Items listed in a dataset
================

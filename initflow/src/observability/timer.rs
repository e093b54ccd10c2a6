//! Span timing helper.

use std::time::Instant;

/// Measures the wall-clock duration of a named span.
#[derive(Debug)]
pub struct SpanTimer {
    start: Instant,
    name: String,
}

impl SpanTimer {
    /// Starts a new span timer.
    #[must_use]
    pub fn start(name: impl Into<String>) -> Self {
        Self {
            start: Instant::now(),
            name: name.into(),
        }
    }

    /// Returns the elapsed time in milliseconds.
    #[must_use]
    pub fn elapsed_ms(&self) -> f64 {
        self.start.elapsed().as_secs_f64() * 1000.0
    }

    /// Returns the span name.
    #[must_use]
    pub fn name(&self) -> &str {
        &self.name
    }

    /// Finishes the span and returns the duration.
    #[must_use]
    pub fn finish(self) -> f64 {
        self.elapsed_ms()
    }
}

#[cfg(test)]
mod tests {
    use super::*;

    #[test]
    fn test_span_timer() {
        let timer = SpanTimer::start("load");
        assert_eq!(timer.name(), "load");
        std::thread::sleep(std::time::Duration::from_millis(2));
        assert!(timer.finish() >= 2.0);
    }
}
//! Run summaries.

use super::{LoadError, NodeState};
use crate::utils::Timestamp;
use serde::{Deserialize, Serialize};
use std::fmt;

/// A single failure listed in a summary.
#[derive(Debug, Clone, PartialEq, Serialize, Deserialize)]
pub struct FailureRecord {
    /// Node id.
    pub node_id: String,
    /// Node display name.
    pub display_name: String,
    /// Error message.
    pub error: String,
}

impl FailureRecord {
    /// Creates a new failure record.
    #[must_use]
    pub fn new(
        node_id: impl Into<String>,
        display_name: impl Into<String>,
        error: impl Into<String>,
    ) -> Self {
        Self {
            node_id: node_id.into(),
            display_name: display_name.into(),
            error: error.into(),
        }
    }
}

/// Aggregate outcome of a store's nodes.
#[derive(Debug, Clone, Default, PartialEq, Serialize, Deserialize)]
pub struct LoadSummary {
    /// Number of registered nodes.
    pub total: usize,
    /// Nodes in the Complete state.
    pub completed: usize,
    /// Nodes in the Failed state.
    pub failed: usize,
    /// Nodes not yet run (Pending or Running).
    pub pending: usize,
    /// Nodes waiting to re-run after a dependency reloaded.
    pub stale: usize,
    /// Sum of loaded counts over completed nodes.
    pub loaded_items: usize,
    /// Elapsed time between the first start and the last finish, in milliseconds.
    pub duration_ms: f64,
    /// When the first pass started.
    #[serde(default, skip_serializing_if = "Option::is_none")]
    pub started_at: Option<Timestamp>,
    /// When the last pass finished.
    #[serde(default, skip_serializing_if = "Option::is_none")]
    pub finished_at: Option<Timestamp>,
    /// Every failed node, in registration order.
    #[serde(default)]
    pub failures: Vec<FailureRecord>,
}

impl LoadSummary {
    /// Creates an empty summary.
    #[must_use]
    pub fn new() -> Self {
        Self::default()
    }

    /// Accounts for one node.
    pub fn record(
        &mut self,
        node_id: &str,
        display_name: &str,
        state: NodeState,
        loaded_count: usize,
        error: Option<&LoadError>,
    ) {
        self.total += 1;
        match state {
            NodeState::Complete => {
                self.completed += 1;
                self.loaded_items += loaded_count;
            }
            NodeState::Failed => {
                self.failed += 1;
                let message =
                    error.map_or_else(|| "unknown error".to_string(), LoadError::full_message);
                self.failures.push(FailureRecord::new(node_id, display_name, message));
            }
            NodeState::Stale => self.stale += 1,
            NodeState::Pending | NodeState::Running => self.pending += 1,
        }
    }

    /// Returns true if every node completed.
    #[must_use]
    pub fn all_succeeded(&self) -> bool {
        self.completed == self.total
    }

    /// Returns true if any node failed.
    #[must_use]
    pub fn has_failures(&self) -> bool {
        self.failed > 0
    }

    /// Returns the fraction of nodes that completed.
    #[must_use]
    pub fn success_rate(&self) -> f64 {
        if self.total == 0 {
            return 1.0;
        }
        self.completed as f64 / self.total as f64
    }
}

impl fmt::Display for LoadSummary {
    fn fmt(&self, f: &mut fmt::Formatter<'_>) -> fmt::Result {
        if self.failures.is_empty() {
            write!(
                f,
                "{}/{} nodes loaded ({} items) in {:.1}ms",
                self.completed, self.total, self.loaded_items, self.duration_ms
            )?;
            if self.pending + self.stale > 0 {
                write!(f, ", {} pending, {} stale", self.pending, self.stale)?;
            }
            return Ok(());
        }

        let noun = if self.failures.len() == 1 { "failure" } else { "failures" };
        write!(f, "{} {noun}:", self.failures.len())?;
        for failure in &self.failures {
            write!(f, "\n  - {}: {}", failure.display_name, failure.error)?;
        }
        Ok(())
    }
}

/// Aggregate outcome of a `reload_all` pass.
#[derive(Debug, Clone, Default, PartialEq, Serialize, Deserialize)]
pub struct ReloadSummary {
    /// Nodes reloaded successfully.
    pub reloaded: usize,
    /// Nodes whose reload failed.
    pub failed: usize,
    /// Nodes skipped because they are not reloadable.
    pub skipped: usize,
    /// Every failed reload.
    #[serde(default)]
    pub failures: Vec<FailureRecord>,
}

impl ReloadSummary {
    /// Returns true if no reload failed.
    #[must_use]
    pub fn all_succeeded(&self) -> bool {
        self.failed == 0
    }
}

impl fmt::Display for ReloadSummary {
    fn fmt(&self, f: &mut fmt::Formatter<'_>) -> fmt::Result {
        write!(
            f,
            "{} reloaded, {} failed, {} skipped",
            self.reloaded, self.failed, self.skipped
        )?;
        for failure in &self.failures {
            write!(f, "\n  - {}: {}", failure.display_name, failure.error)?;
        }
        Ok(())
    }
}

#[cfg(test)]
mod tests {
    use super::*;
    use crate::core::LoadErrorKind;

    #[test]
    fn test_record_counts() {
        let mut summary = LoadSummary::new();
        summary.record("a", "A", NodeState::Complete, 5, None);
        summary.record("b", "B", NodeState::Pending, 0, None);
        summary.record("c", "C", NodeState::Stale, 0, None);
        summary.record("d", "D", NodeState::Running, 0, None);

        assert_eq!(summary.total, 4);
        assert_eq!(summary.completed, 1);
        assert_eq!(summary.pending, 2);
        assert_eq!(summary.stale, 1);
        assert_eq!(summary.loaded_items, 5);
        assert!(!summary.all_succeeded());
        assert!(!summary.has_failures());
    }

    #[test]
    fn test_display_all_succeeded() {
        let mut summary = LoadSummary::new();
        summary.record("a", "A", NodeState::Complete, 3, None);
        assert!(summary.all_succeeded());
        assert!(summary.to_string().starts_with("1/1 nodes loaded (3 items)"));
    }

    #[test]
    fn test_display_lists_failures() {
        let err = LoadError::new(LoadErrorKind::Failed, "missing file");
        let mut summary = LoadSummary::new();
        summary.record("a", "Block Registry", NodeState::Failed, 0, Some(&err));
        summary.record("b", "Items", NodeState::Pending, 0, None);

        let text = summary.to_string();
        assert!(text.starts_with("1 failure:"));
        assert!(text.contains("Block Registry: missing file"));
    }

    #[test]
    fn test_success_rate_empty() {
        assert!((LoadSummary::new().success_rate() - 1.0).abs() < f64::EPSILON);
    }

    #[test]
    fn test_reload_summary_display() {
        let summary = ReloadSummary {
            reloaded: 2,
            failed: 1,
            skipped: 3,
            failures: vec![FailureRecord::new("x", "X", "nope")],
        };
        assert!(!summary.all_succeeded());
        assert_eq!(summary.to_string(), "2 reloaded, 1 failed, 3 skipped\n  - X: nope");
    }
}
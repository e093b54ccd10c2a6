//! End-to-end initialization scenarios.

use initflow::prelude::*;
use initflow::testing::{
    assert_all_complete, assert_node_state, assert_order, assert_summary_counts, init_test_tracing,
    CountingLoader, ExecutionLog, FlakyLoader, TestHarness,
};
use pretty_assertions::assert_eq;

fn ok(id: &str) -> Node {
    Node::new(id, id.to_uppercase(), || Ok(1))
}

#[test]
fn every_node_runs_after_its_dependencies() {
    init_test_tracing();
    let h = TestHarness::new();
    let log = ExecutionLog::new();
    let graph: &[(&str, &[&str])] = &[
        ("ui", &["fonts", "textures", "config"]),
        ("fonts", &["config"]),
        ("textures", &["config", "gpu"]),
        ("gpu", &[]),
        ("config", &[]),
        ("audio", &["config"]),
    ];
    for (id, deps) in graph {
        h.orchestrator
            .add_node(
                Node::new(*id, *id, log.loader(*id, 1)).with_dependencies(deps.iter().copied()),
            )
            .unwrap();
    }

    let summary = h.orchestrator.execute();

    assert!(summary.all_succeeded());
    assert_eq!(summary.total, graph.len());
    let order = log.entries();
    for (id, deps) in graph {
        for dep in *deps {
            assert_order(&order, dep, id);
        }
    }
}

#[test]
fn cycle_is_detected_without_hanging() {
    let h = TestHarness::new();
    h.orchestrator.add_node(ok("a").depends_on("b")).unwrap();
    h.orchestrator.add_node(ok("b").depends_on("a")).unwrap();
    h.orchestrator.add_node(ok("c").depends_on("a")).unwrap();

    let summary = h.orchestrator.execute();

    assert_all_complete(&h.orchestrator);
    assert_eq!(summary.completed, 3);
    assert_eq!(h.diagnostics.of_kind(DiagnosticKind::CycleDetected).len(), 1);
}

#[test]
fn execute_twice_returns_same_summary() {
    let h = TestHarness::linear(4);
    let first = h.orchestrator.execute();
    let second = h.orchestrator.execute();
    assert_eq!(first, second);
    assert_eq!(h.events.node_events_of(NodeEventKind::Started).len(), 4);
}

#[test]
fn missing_dependency_isolated_from_independent_nodes() {
    let h = TestHarness::new();
    h.orchestrator.add_node(ok("needs_ghost").depends_on("ghost")).unwrap();
    h.orchestrator.add_node(ok("independent")).unwrap();

    h.orchestrator.execute();

    assert_node_state(&h.orchestrator, "needs_ghost", NodeState::Pending);
    assert_node_state(&h.orchestrator, "independent", NodeState::Complete);
}

#[test]
fn failed_chain_summary() {
    let h = TestHarness::new();
    h.orchestrator
        .add_node(Node::new("a", "Alpha", || anyhow::bail!("corrupt archive")))
        .unwrap();
    h.orchestrator.add_node(ok("b").depends_on("a")).unwrap();
    h.orchestrator.add_node(ok("c").depends_on("b")).unwrap();

    let summary = h.orchestrator.execute();

    assert_summary_counts(&summary, 0, 1, 2);
    assert!(!summary.all_succeeded());
    assert_eq!(
        summary.failures,
        vec![FailureRecord::new("a", "Alpha", "corrupt archive")]
    );
    assert!(summary.to_string().contains("1 failure:"));
}

#[test]
fn error_context_chain_is_captured() {
    use anyhow::Context;
    let h = TestHarness::new();
    h.orchestrator
        .add_node(Node::new("cfg", "Config", || {
            let raw: Result<usize, std::num::ParseIntError> = "x".parse();
            let n = raw.context("parsing item count")?;
            Ok(n)
        }))
        .unwrap();

    h.orchestrator.execute();

    let error = h.orchestrator.node("cfg").unwrap().last_error().unwrap();
    assert_eq!(error.kind, LoadErrorKind::Failed);
    assert_eq!(error.message, "parsing item count");
    assert_eq!(error.causes.len(), 1);
}

#[test]
fn reload_cascades_to_single_dependent() {
    let h = TestHarness::new();
    let textures = CountingLoader::new(64);
    let atlas = CountingLoader::new(4);
    h.orchestrator
        .add_node(Node::new("textures", "Textures", textures.loader()).reloadable())
        .unwrap();
    h.orchestrator
        .add_node(
            Node::new("atlas", "Atlas", atlas.loader())
                .depends_on("textures")
                .reloadable(),
        )
        .unwrap();
    h.orchestrator.execute();

    assert!(h.orchestrator.reload("textures"));

    assert_eq!(
        h.events.node_trace()[4..].to_vec(),
        vec![
            ("node.stale".to_string(), "atlas".to_string()),
            ("node.reload_started".to_string(), "textures".to_string()),
            ("node.reload_completed".to_string(), "textures".to_string()),
            ("node.reload_started".to_string(), "atlas".to_string()),
            ("node.reload_completed".to_string(), "atlas".to_string()),
        ]
    );
    assert_eq!((textures.calls(), atlas.calls()), (2, 2));
    assert_all_complete(&h.orchestrator);
}

#[test]
fn reload_is_rejected_without_side_effects() {
    let h = TestHarness::new();
    h.orchestrator.add_node(ok("static")).unwrap();
    h.orchestrator.execute();
    let before = h.orchestrator.summary();

    assert!(!h.orchestrator.reload("static"));
    assert!(!h.orchestrator.reload("unknown"));

    assert_eq!(h.orchestrator.summary(), before);
}

#[test]
fn core_failure_skips_field_stage() {
    let h = TestHarness::new();
    let mut core = Stage::new("core", "Core");
    core.add(Node::new("registry", "Registry", || anyhow::bail!("registry offline")))
        .add(ok("settings"));
    let mut field = Stage::new("field", "Field");
    field
        .add(ok("terrain").depends_on("registry"))
        .add(ok("weather"))
        .depends_on_stage(&core);
    h.orchestrator.add_stage(core).unwrap();
    h.orchestrator.add_stage(field).unwrap();

    let summary = h.orchestrator.execute();

    assert_summary_counts(&summary, 1, 1, 2);
    assert_node_state(&h.orchestrator, "terrain", NodeState::Pending);
    assert_node_state(&h.orchestrator, "weather", NodeState::Pending);
    let field = h.orchestrator.stage("field").unwrap();
    assert_eq!(field.state(), StageState::Pending);
    assert!(field.progress().abs() < f64::EPSILON);
}

#[test]
fn stage_progress_never_decreases() {
    let h = TestHarness::new();
    let mut stage = Stage::new("boot", "Boot");
    for i in 0..5 {
        stage.add(ok(&format!("n{i}")));
    }
    stage.add(Node::new("bad", "Bad", || anyhow::bail!("nope")));
    h.orchestrator.add_stage(stage).unwrap();

    h.orchestrator.execute();

    let progress: Vec<f64> = h.events.stage_events().iter().map(|e| e.progress).collect();
    assert!(progress.windows(2).all(|w| w[0] <= w[1]));
    assert!((progress[progress.len() - 1] - 1.0).abs() < f64::EPSILON);
    assert_eq!(h.orchestrator.stage("boot").unwrap().state(), StageState::Failed);
}

#[test]
fn empty_stage_is_complete_with_full_progress() {
    let h = TestHarness::new();
    h.orchestrator.add_stage(Stage::new("empty", "Empty")).unwrap();

    h.orchestrator.execute();

    let stage = h.orchestrator.stage("empty").unwrap();
    assert!(stage.is_complete());
    assert!((stage.progress() - 1.0).abs() < f64::EPSILON);
}

#[test]
fn duplicate_id_keeps_first_node() {
    let h = TestHarness::new();
    let first = CountingLoader::new(1);
    let second = CountingLoader::new(2);
    h.orchestrator.add_node(Node::new("db", "Database", first.loader())).unwrap();
    let rejected = h.orchestrator.add_node(Node::new("db", "Impostor", second.loader()));

    assert_eq!(
        rejected.unwrap_err(),
        RegistrationError::DuplicateNode("db".to_string())
    );
    h.orchestrator.execute();
    assert_eq!((first.calls(), second.calls()), (1, 0));
}

#[test]
fn resume_recovers_after_transient_failure() {
    let h = TestHarness::new();
    let network = FlakyLoader::new(1, "timeout");
    h.orchestrator
        .add_node(Node::new("network", "Network", network.loader()).reloadable())
        .unwrap();
    h.orchestrator.add_node(ok("session").depends_on("network")).unwrap();
    assert_summary_counts(&h.orchestrator.execute(), 0, 1, 1);

    assert!(h.orchestrator.reload("network"));
    let summary = h.orchestrator.resume();

    assert!(summary.all_succeeded());
    assert_eq!(network.calls(), 2);
}

#[test]
fn config_from_json_drives_orchestrator() {
    let config =
        OrchestratorConfig::from_json(r#"{"name": "server", "cascade_reloads": false}"#)
            .unwrap();
    let h = TestHarness::with_config(config);
    let dependent = CountingLoader::new(1);
    h.orchestrator.add_node(ok("a").reloadable()).unwrap();
    h.orchestrator
        .add_node(Node::new("b", "B", dependent.loader()).depends_on("a").reloadable())
        .unwrap();
    h.orchestrator.execute();

    assert!(h.orchestrator.reload("a"));

    assert_eq!(h.store().name(), "server");
    assert_eq!(dependent.calls(), 1);
    assert_node_state(&h.orchestrator, "b", NodeState::Stale);
}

================

### Task objective
Check each line of the data above, and please copy the ones in which the string "usize" occurs.

### Output of the exercise
    pub total: usize,
    pub completed: usize,
    pub failed: usize,
    pub pending: usize,
    pub stale: usize,
    pub loaded_items: usize,
        loaded_count: usize,
    pub reloaded: usize,
    pub failed: usize,
    pub skipped: usize,
            let raw: Result<usize, std::num::ParseIntError> = "x".parse();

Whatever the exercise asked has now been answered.